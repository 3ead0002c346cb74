use crate::imports::*;

/// A full-screen backdrop that centers its children. Visibility is handled
/// by the caller, typically with a surrounding `<Show>`.
#[component]
pub fn Modal(
	/// The Color Variant of the backdrop
	#[prop(into, optional)]
	color_variant: MaybeSignal<SecondaryColorVariant>,
	/// The content of the modal
	children: Children,
) -> impl IntoView {
	let class = move || {
		format!(
			"modal-backdrop full-width full-height fr-ct-ct bg-backdrop-{}",
			color_variant.get().as_css_name(),
		)
	};

	view! {
		<div class={class}>
			{children()}
		</div>
	}
}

______

> **Task requirements**: Each record has to be given again exactly as written.

> **Your solution**:
repository 3ead0002c346cb74
use crate::imports::*;

/// A full-screen backdrop that centers its children. Visibility is handled
/// by the caller, typically with a surrounding `<Show>`.
#[component]
pub fn Modal(
	/// The Color Variant of the backdrop
	#[prop(into, optional)]
	color_variant: MaybeSignal<SecondaryColorVariant>,
	/// The content of the modal
	children: Children,
) -> impl IntoView {
	let class = move || {
		format!(
			"modal-backdrop full-width full-height fr-ct-ct bg-backdrop-{}",
			color_variant.get().as_css_name(),
		)
	};

	view! {
		<div class={class}>
			{children()}
		</div>
	}
}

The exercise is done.